• _EXERCISE_
Please write out the listing again, keeping every character the same.
▬▬▬
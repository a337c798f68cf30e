// src/store.rs

use crate::error::StoreError;
use crate::model::{Collection, Quiz};
use log::warn;
use serde_json::Value;

/// Clave única bajo la que se guarda toda la colección
pub const STORE_KEY: &str = "quizzes";

/// Nombre de una entrada cruda, si lo tiene
pub fn entry_name(entry: &Value) -> Option<&str> {
    entry.get("name")?.as_str()
}

/// Repositorio de quizzes. Los backends sólo saben leer y escribir el valor
/// crudo; la (de)serialización de la colección es común a todos.
pub trait QuizStore {
    fn read_raw(&self) -> Result<Option<String>, StoreError>;
    fn write_raw(&mut self, raw: &str) -> Result<(), StoreError>;

    /// Colección como entradas JSON opacas.
    /// Valor ausente, vacío o `null` = todavía no hay quizzes.
    fn load_entries(&self) -> Result<Vec<Value>, StoreError> {
        match self.read_raw()? {
            Some(raw) if !raw.trim().is_empty() => {
                let entries: Option<Vec<Value>> = serde_json::from_str(&raw)?;
                Ok(entries.unwrap_or_default())
            }
            _ => Ok(Vec::new()),
        }
    }

    fn replace_entries(&mut self, entries: &[Value]) -> Result<(), StoreError> {
        let raw = serde_json::to_string(entries)?;
        self.write_raw(&raw)
    }

    /// Los quizzes legibles; las entradas con otra forma se saltan
    fn load_all(&self) -> Result<Collection, StoreError> {
        Ok(self
            .load_entries()?
            .into_iter()
            .filter_map(|entry| match serde_json::from_value::<Quiz>(entry) {
                Ok(quiz) => Some(quiz),
                Err(e) => {
                    warn!("entrada de quiz ilegible, se ignora: {e}");
                    None
                }
            })
            .collect())
    }

    /// Sólo se interpreta la entrada pedida; el resto sigue siendo opaco
    fn get(&self, name: &str) -> Result<Option<Quiz>, StoreError> {
        self.load_entries()?
            .into_iter()
            .find(|entry| entry_name(entry) == Some(name))
            .map(serde_json::from_value::<Quiz>)
            .transpose()
            .map_err(StoreError::from)
    }

    /// Sustituye la colección entera de una sola escritura
    fn replace(&mut self, quizzes: &[Quiz]) -> Result<(), StoreError> {
        let raw = serde_json::to_string(quizzes)?;
        self.write_raw(&raw)
    }
}

/// Almacén en memoria (tests y arranque sin disco)
#[derive(Debug, Clone, Default)]
pub struct MemoryStore {
    raw: Option<String>,
}

impl MemoryStore {
    pub fn new() -> Self {
        Self::default()
    }

    pub fn from_raw(raw: impl Into<String>) -> Self {
        Self {
            raw: Some(raw.into()),
        }
    }

    pub fn with_collection(quizzes: &[Quiz]) -> Result<Self, StoreError> {
        let mut store = Self::new();
        store.replace(quizzes)?;
        Ok(store)
    }

    pub fn raw(&self) -> Option<&str> {
        self.raw.as_deref()
    }
}

impl QuizStore for MemoryStore {
    fn read_raw(&self) -> Result<Option<String>, StoreError> {
        Ok(self.raw.clone())
    }

    fn write_raw(&mut self, raw: &str) -> Result<(), StoreError> {
        self.raw = Some(raw.to_string());
        Ok(())
    }
}

#[cfg(not(target_arch = "wasm32"))]
pub use file::FileStore;

#[cfg(not(target_arch = "wasm32"))]
mod file {
    use super::*;
    use std::io::ErrorKind;
    use std::path::{Path, PathBuf};

    /// Colección guardada como JSON en un fichero (equivalente nativo de localStorage)
    #[derive(Debug, Clone)]
    pub struct FileStore {
        path: PathBuf,
    }

    impl FileStore {
        pub fn new(path: impl Into<PathBuf>) -> Self {
            Self { path: path.into() }
        }

        pub fn path(&self) -> &Path {
            &self.path
        }
    }

    impl QuizStore for FileStore {
        fn read_raw(&self) -> Result<Option<String>, StoreError> {
            match std::fs::read_to_string(&self.path) {
                Ok(raw) => Ok(Some(raw)),
                Err(e) if e.kind() == ErrorKind::NotFound => Ok(None),
                Err(e) => Err(e.into()),
            }
        }

        fn write_raw(&mut self, raw: &str) -> Result<(), StoreError> {
            if let Some(parent) = self.path.parent().filter(|p| !p.as_os_str().is_empty()) {
                std::fs::create_dir_all(parent)?;
            }
            // Escribe a un temporal y renombra: quien lea ve el valor viejo o el nuevo
            let tmp = self.path.with_extension("json.tmp");
            std::fs::write(&tmp, raw)?;
            std::fs::rename(&tmp, &self.path)?;
            Ok(())
        }
    }
}

#[cfg(target_arch = "wasm32")]
pub use web::LocalStorageStore;

#[cfg(target_arch = "wasm32")]
mod web {
    use super::*;

    /// `window.localStorage`, la misma clave que usa la versión web
    #[derive(Debug, Clone)]
    pub struct LocalStorageStore {
        key: String,
    }

    impl Default for LocalStorageStore {
        fn default() -> Self {
            Self {
                key: STORE_KEY.to_string(),
            }
        }
    }

    fn local_storage() -> Result<web_sys::Storage, StoreError> {
        web_sys::window()
            .ok_or_else(|| StoreError::Unavailable("no hay window".into()))?
            .local_storage()
            .map_err(|e| StoreError::Unavailable(format!("{e:?}")))?
            .ok_or_else(|| StoreError::Unavailable("localStorage desactivado".into()))
    }

    impl QuizStore for LocalStorageStore {
        fn read_raw(&self) -> Result<Option<String>, StoreError> {
            local_storage()?
                .get_item(&self.key)
                .map_err(|e| StoreError::Unavailable(format!("{e:?}")))
        }

        fn write_raw(&mut self, raw: &str) -> Result<(), StoreError> {
            local_storage()?
                .set_item(&self.key, raw)
                .map_err(|e| StoreError::Unavailable(format!("{e:?}")))
        }
    }
}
▬▬▬
• _YOUR SOLUTION_
repository a337c798f68cf30e
// src/store.rs

use crate::error::StoreError;
use crate::model::{Collection, Quiz};
use log::warn;
use serde_json::Value;

/// Clave única bajo la que se guarda toda la colección
pub const STORE_KEY: &str = "quizzes";

/// Nombre de una entrada cruda, si lo tiene
pub fn entry_name(entry: &Value) -> Option<&str> {
    entry.get("name")?.as_str()
}

/// Repositorio de quizzes. Los backends sólo saben leer y escribir el valor
/// crudo; la (de)serialización de la colección es común a todos.
pub trait QuizStore {
    fn read_raw(&self) -> Result<Option<String>, StoreError>;
    fn write_raw(&mut self, raw: &str) -> Result<(), StoreError>;

    /// Colección como entradas JSON opacas.
    /// Valor ausente, vacío o `null` = todavía no hay quizzes.
    fn load_entries(&self) -> Result<Vec<Value>, StoreError> {
        match self.read_raw()? {
            Some(raw) if !raw.trim().is_empty() => {
                let entries: Option<Vec<Value>> = serde_json::from_str(&raw)?;
                Ok(entries.unwrap_or_default())
            }
            _ => Ok(Vec::new()),
        }
    }

    fn replace_entries(&mut self, entries: &[Value]) -> Result<(), StoreError> {
        let raw = serde_json::to_string(entries)?;
        self.write_raw(&raw)
    }

    /// Los quizzes legibles; las entradas con otra forma se saltan
    fn load_all(&self) -> Result<Collection, StoreError> {
        Ok(self
            .load_entries()?
            .into_iter()
            .filter_map(|entry| match serde_json::from_value::<Quiz>(entry) {
                Ok(quiz) => Some(quiz),
                Err(e) => {
                    warn!("entrada de quiz ilegible, se ignora: {e}");
                    None
                }
            })
            .collect())
    }

    /// Sólo se interpreta la entrada pedida; el resto sigue siendo opaco
    fn get(&self, name: &str) -> Result<Option<Quiz>, StoreError> {
        self.load_entries()?
            .into_iter()
            .find(|entry| entry_name(entry) == Some(name))
            .map(serde_json::from_value::<Quiz>)
            .transpose()
            .map_err(StoreError::from)
    }

    /// Sustituye la colección entera de una sola escritura
    fn replace(&mut self, quizzes: &[Quiz]) -> Result<(), StoreError> {
        let raw = serde_json::to_string(quizzes)?;
        self.write_raw(&raw)
    }
}

/// Almacén en memoria (tests y arranque sin disco)
#[derive(Debug, Clone, Default)]
pub struct MemoryStore {
    raw: Option<String>,
}

impl MemoryStore {
    pub fn new() -> Self {
        Self::default()
    }

    pub fn from_raw(raw: impl Into<String>) -> Self {
        Self {
            raw: Some(raw.into()),
        }
    }

    pub fn with_collection(quizzes: &[Quiz]) -> Result<Self, StoreError> {
        let mut store = Self::new();
        store.replace(quizzes)?;
        Ok(store)
    }

    pub fn raw(&self) -> Option<&str> {
        self.raw.as_deref()
    }
}

impl QuizStore for MemoryStore {
    fn read_raw(&self) -> Result<Option<String>, StoreError> {
        Ok(self.raw.clone())
    }

    fn write_raw(&mut self, raw: &str) -> Result<(), StoreError> {
        self.raw = Some(raw.to_string());
        Ok(())
    }
}

#[cfg(not(target_arch = "wasm32"))]
pub use file::FileStore;

#[cfg(not(target_arch = "wasm32"))]
mod file {
    use super::*;
    use std::io::ErrorKind;
    use std::path::{Path, PathBuf};

    /// Colección guardada como JSON en un fichero (equivalente nativo de localStorage)
    #[derive(Debug, Clone)]
    pub struct FileStore {
        path: PathBuf,
    }

    impl FileStore {
        pub fn new(path: impl Into<PathBuf>) -> Self {
            Self { path: path.into() }
        }

        pub fn path(&self) -> &Path {
            &self.path
        }
    }

    impl QuizStore for FileStore {
        fn read_raw(&self) -> Result<Option<String>, StoreError> {
            match std::fs::read_to_string(&self.path) {
                Ok(raw) => Ok(Some(raw)),
                Err(e) if e.kind() == ErrorKind::NotFound => Ok(None),
                Err(e) => Err(e.into()),
            }
        }

        fn write_raw(&mut self, raw: &str) -> Result<(), StoreError> {
            if let Some(parent) = self.path.parent().filter(|p| !p.as_os_str().is_empty()) {
                std::fs::create_dir_all(parent)?;
            }
            // Escribe a un temporal y renombra: quien lea ve el valor viejo o el nuevo
            let tmp = self.path.with_extension("json.tmp");
            std::fs::write(&tmp, raw)?;
            std::fs::rename(&tmp, &self.path)?;
            Ok(())
        }
    }
}

#[cfg(target_arch = "wasm32")]
pub use web::LocalStorageStore;

#[cfg(target_arch = "wasm32")]
mod web {
    use super::*;

    /// `window.localStorage`, la misma clave que usa la versión web
    #[derive(Debug, Clone)]
    pub struct LocalStorageStore {
        key: String,
    }

    impl Default for LocalStorageStore {
        fn default() -> Self {
            Self {
                key: STORE_KEY.to_string(),
            }
        }
    }

    fn local_storage() -> Result<web_sys::Storage, StoreError> {
        web_sys::window()
            .ok_or_else(|| StoreError::Unavailable("no hay window".into()))?
            .local_storage()
            .map_err(|e| StoreError::Unavailable(format!("{e:?}")))?
            .ok_or_else(|| StoreError::Unavailable("localStorage desactivado".into()))
    }

    impl QuizStore for LocalStorageStore {
        fn read_raw(&self) -> Result<Option<String>, StoreError> {
            local_storage()?
                .get_item(&self.key)
                .map_err(|e| StoreError::Unavailable(format!("{e:?}")))
        }

        fn write_raw(&mut self, raw: &str) -> Result<(), StoreError> {
            local_storage()?
                .set_item(&self.key, raw)
                .map_err(|e| StoreError::Unavailable(format!("{e:?}")))
        }
    }
}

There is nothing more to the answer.